■ WORK TO BE COMPLETED ■
The stretch from the line with "use std::time::Duration;" through the line with "No simulated delays" in the records below: write it out exactly, and nothing else.

■ RECORDED DATA ■
//! Application Configuration
//!
//! Simulated latencies for the portal views.

use platform::config::env_duration_ms;
use std::time::Duration;

/// Portal application configuration
#[derive(Debug, Clone)]
pub struct PortalConfig {
    /// Time the simulated image upload and classification takes
    pub classification_latency: Duration,
    /// Time the simulated report submission takes
    pub submission_latency: Duration,
}

impl Default for PortalConfig {
    fn default() -> Self {
        Self::development()
    }
}

impl PortalConfig {
    /// Demo latencies: 2 s upload, 1.5 s submit
    pub fn development() -> Self {
        Self {
            classification_latency: Duration::from_millis(2000),
            submission_latency: Duration::from_millis(1500),
        }
    }

    /// No simulated delays
    pub fn instant() -> Self {
        Self {
            classification_latency: Duration::ZERO,
            submission_latency: Duration::ZERO,
        }
    }

    /// Apply `PORTAL_*` environment overrides
    pub fn with_env_overrides(mut self) -> Self {
        self.classification_latency =
            env_duration_ms("PORTAL_CLASSIFY_LATENCY_MS", self.classification_latency);
        self.submission_latency =
            env_duration_ms("PORTAL_SUBMIT_LATENCY_MS", self.submission_latency);
        self
    }
}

■ RESPONSE ■
use std::time::Duration;

/// Portal application configuration
#[derive(Debug, Clone)]
pub struct PortalConfig {
    /// Time the simulated image upload and classification takes
    pub classification_latency: Duration,
    /// Time the simulated report submission takes
    pub submission_latency: Duration,
}

impl Default for PortalConfig {
    fn default() -> Self {
        Self::development()
    }
}

impl PortalConfig {
    /// Demo latencies: 2 s upload, 1.5 s submit
    pub fn development() -> Self {
        Self {
            classification_latency: Duration::from_millis(2000),
            submission_latency: Duration::from_millis(1500),
        }
    }

    /// No simulated delays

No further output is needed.